Vasectomy is effective at preventing pregnancy, though it is only the fourth most common form of birth control used in the United States, behind condoms, oral contraceptives, and tubal ligation. A vasectomy is faster, safer, cheaper, and just as effective as tubal ligation with fewer complications, however, yet it remains less popular.
Sperm is produced in the testicles. From there, it travels to the epididymis, a coiled tube that connects to the vas deferens. Sperm mature and gain motility as they travel through the epididymis. The vas deferens propels the sperm through the urethra, where it joins with other glandular fluid for ejaculation as semen. During a vasectomy, the vas deferens is divided, partially removed, scarred, or clipped so that the tube closes.
There are two types of vasectomy. In a conventional vasectomy, the doctor makes small incisions on either side of the scrotum to reach the vas deferens. In a no-scalpel vasectomy, the doctor makes a small incision in the skin and gently stretches the opening to reach the vas deferens. The no-scalpal method heals faster and leaves little scarring.
Vasectomy is considered permanent, though about 0.24 percent of men require a second surgery. A man is not considered sterile until a semen analysis shows that it contains no sperm or only rare non-motile sperm. Although negative semen analysis is an indication of sterility, the risk of pregnancy is still one in 2000 after a successful vasectomy.
A man can resume normal sexual activity soon after the procedure, but doctors recommend using another form of birth control. Sperm may stay in the vas deferens for months after surgery, and the only way to be sure that the man is sterile is to test the semen. Sterility is usually confirmed about three months after surgery.
Although vasectomy is considered permanent, reversal is possible. About six percent of all men who get a vasectomy eventually want it reversed. There are many reasons for this. Often, it is because they have a new partner and have changed their minds about wanting children. Or, sometimes, a couple decides that they do want more children after all. Vasectomy reversal reopens the vas deferens so that sperm can once again travel through it.

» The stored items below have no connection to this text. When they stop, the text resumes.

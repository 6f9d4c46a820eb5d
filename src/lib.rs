// Copyright (c) 2025 Soumyadip Sarkar.
// All rights reserved.
//
// This source code is licensed under the license found in the
// LICENSE file in the root directory of this source tree.

pub mod access;
pub mod balances;
pub mod cli;
pub mod commands;
pub mod config;
pub mod db;
pub mod engine;
pub mod error;
pub mod models;
pub mod repo;
pub mod utils;
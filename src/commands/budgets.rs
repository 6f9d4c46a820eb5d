// Copyright (c) 2025 Soumyadip Sarkar.
// All rights reserved.
//
// This source code is licensed under the license found in the
// LICENSE file in the root directory of this source tree.

use anyhow::{Context, Result};
use chrono::Datelike;
use rusqlite::Connection;

use crate::engine::allocation::{load_budget_statuses, monthly_trend};
use crate::engine::enrichment::{enrich_budgets, enrich_transactions};
use crate::repo::{self, TxFilter};
use crate::utils::{
    add_months, fmt_month, id_for_category, maybe_print_json, parse_decimal, parse_month,
    pretty_table, req_str,
};

pub fn handle(conn: &Connection, m: &clap::ArgMatches) -> Result<()> {
    match m.subcommand() {
        Some(("set", sub)) => set(conn, sub)?,
        Some(("list", sub)) => list(conn, sub)?,
        Some(("status", sub)) => status(conn, sub)?,
        Some(("trend", sub)) => trend(conn, sub)?,
        _ => {}
    }
    Ok(())
}

fn set(conn: &Connection, sub: &clap::ArgMatches) -> Result<()> {
    let month = parse_month(req_str(sub, "month")?)?;
    let cat = req_str(sub, "category")?;
    let amount = parse_decimal(req_str(sub, "amount")?)?;
    let cat_id = id_for_category(conn, cat)?;
    repo::set_budget(conn, cat_id, month, amount)?;
    println!("Budget set for {} / {} = {}", fmt_month(month), cat, amount);
    Ok(())
}

fn list(conn: &Connection, sub: &clap::ArgMatches) -> Result<()> {
    let month = sub
        .get_one::<String>("month")
        .map(|s| parse_month(s))
        .transpose()?;
    let categories = repo::load_categories(conn)?;
    let budgets = enrich_budgets(&repo::load_budgets(conn, month)?, &categories)?;
    if !maybe_print_json(sub.get_flag("json"), sub.get_flag("jsonl"), &budgets)? {
        let data = budgets
            .iter()
            .map(|b| {
                vec![
                    fmt_month(b.month),
                    b.category_name.clone(),
                    b.billing_cycle.to_string(),
                    format!("{:.2}", b.amount),
                ]
            })
            .collect();
        println!(
            "{}",
            pretty_table(&["Month", "Category", "Cycle", "Budget"], data)
        );
    }
    Ok(())
}

fn status(conn: &Connection, sub: &clap::ArgMatches) -> Result<()> {
    let month = parse_month(req_str(sub, "month")?)?;
    let statuses = load_budget_statuses(conn, month)
        .with_context(|| format!("Budget status for {}", fmt_month(month)))?;
    if !maybe_print_json(sub.get_flag("json"), sub.get_flag("jsonl"), &statuses)? {
        let data = statuses
            .iter()
            .map(|s| {
                let a = &s.allocation;
                vec![
                    s.category_name.clone(),
                    a.billing_cycle.to_string(),
                    format!("{}..{}", a.window_start, a.window_end),
                    format!("{:.2}", a.budget_amount),
                    format!("{:.2}", a.window_total.round_dp(2)),
                    format!("{:.2}", a.monthly_equivalent_spend.round_dp(2)),
                    format!("{:.1}%", a.percent_used.round_dp(1)),
                    format!("{:.2}", s.remaining().round_dp(2)),
                ]
            })
            .collect();
        println!(
            "{}",
            pretty_table(
                &[
                    "Category", "Cycle", "Window", "Budget", "Spent", "Monthly eq.", "Used",
                    "Remaining",
                ],
                data,
            )
        );
    }
    Ok(())
}

fn trend(conn: &Connection, sub: &clap::ArgMatches) -> Result<()> {
    let cat = req_str(sub, "category")?;
    let end = parse_month(req_str(sub, "month")?)?;
    let months = sub.get_one::<u32>("months").copied().unwrap_or(6).max(1);
    let cat_id = id_for_category(conn, cat)?;
    let categories = repo::load_categories(conn)?;
    let cycle = categories
        .iter()
        .find(|c| c.id == cat_id)
        .map(|c| c.billing_cycle)
        .unwrap_or_default();

    // widen to whole years so the oldest window is complete
    let first = end
        .checked_sub_months(chrono::Months::new(months - 1))
        .unwrap_or(end);
    let filter = TxFilter {
        category_id: Some(cat_id),
        from: first.with_month(1),
        to: add_months(end, 12 - end.month()).with_day(31),
        ..TxFilter::default()
    };
    let txns = enrich_transactions(&repo::load_transactions(conn, &filter)?, &categories);
    let points = monthly_trend(&txns, cycle, end, months);

    if !maybe_print_json(sub.get_flag("json"), sub.get_flag("jsonl"), &points)? {
        let data = points
            .iter()
            .map(|p| {
                vec![
                    fmt_month(p.month),
                    format!("{:.2}", p.monthly_equivalent_spend.round_dp(2)),
                ]
            })
            .collect();
        println!("{}", pretty_table(&["Month", "Monthly eq."], data));
    }
    Ok(())
}
// Copyright (c) 2025 Soumyadip Sarkar.
// All rights reserved.
//
// This source code is licensed under the license found in the
// LICENSE file in the root directory of this source tree.

use anyhow::Result;
use rusqlite::Connection;

use crate::models::{BillingCycle, CategoryType};
use crate::repo;
use crate::utils::{maybe_print_json, opt_str, pretty_table, req_str};

pub fn handle(conn: &Connection, m: &clap::ArgMatches) -> Result<()> {
    match m.subcommand() {
        Some(("add", sub)) => {
            let name = req_str(sub, "name")?;
            let kind: CategoryType = req_str(sub, "type")?.parse()?;
            let cycle: BillingCycle = req_str(sub, "cycle")?.parse()?;
            repo::insert_category(
                conn,
                name,
                kind,
                cycle,
                opt_str(sub, "icon"),
                opt_str(sub, "color"),
            )?;
            println!("Added category '{}' ({}, billed {})", name, kind, cycle);
        }
        Some(("list", sub)) => {
            let cats = repo::load_categories(conn)?;
            if !maybe_print_json(sub.get_flag("json"), sub.get_flag("jsonl"), &cats)? {
                let data = cats
                    .iter()
                    .map(|c| {
                        vec![
                            c.name.clone(),
                            c.r#type.to_string(),
                            c.billing_cycle.to_string(),
                        ]
                    })
                    .collect();
                println!("{}", pretty_table(&["Category", "Type", "Billing cycle"], data));
            }
        }
        _ => {}
    }
    Ok(())
}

Vasectomy is an elective procedure that causes male sterility. Although vasectomy reversal is possible, it is not always successful, especially if it has been several years since the initial procedure. Vasectomy has significant ramifications, and men are encouraged to communicate with their partners when deciding whether to have one.
After a vasectomy, there are fertility options other than reversal. Sperm retrieval and in vitro fertilization is possible as the testicles still produce sperm, but this can be expensive and is not always successful. Before choosing vasectomy, couples should consider the reproductive status of the female. If her chances of getting pregnant are low, then the need for a vasectomy is reduced.
There are no contraindications to having a vasectomy. That said, there are more concerns about vasectomies performed in the doctor's office than in an operating room. These can arise if the doctor has difficulty isolating the vas deferens during the evaluation exam or if the patient has had previous testicular surgery or malignancy. Some physicians also have ethical concerns about performing the procedure on young men who have no children or who have a partner who is currently pregnant or does not agree with the decision.
Vasectomy is a safe procedure, but it does have some risks. Some men have an inflammatory reaction called sperm granuloma that can cause a tender lump to form under the skin. The testicles and surrounding area may become sore or tender. While this usually resolves within the first year after surgery, it lasts much longer for some men. Rarely, the vas deferens grows back, which can result in an unplanned pregnancy.
Vasectomy is an outpatient procedure, which means men can return home right afterward. Men are to rest the day of surgery and to avoid any strenuous activity or heavy lifting. Most men can go back to work within one to three days and return to normal activity in a week. Regular sexual activity can resume about a week after surgery, but remember that the couple should use an additional form of birth control for a few months.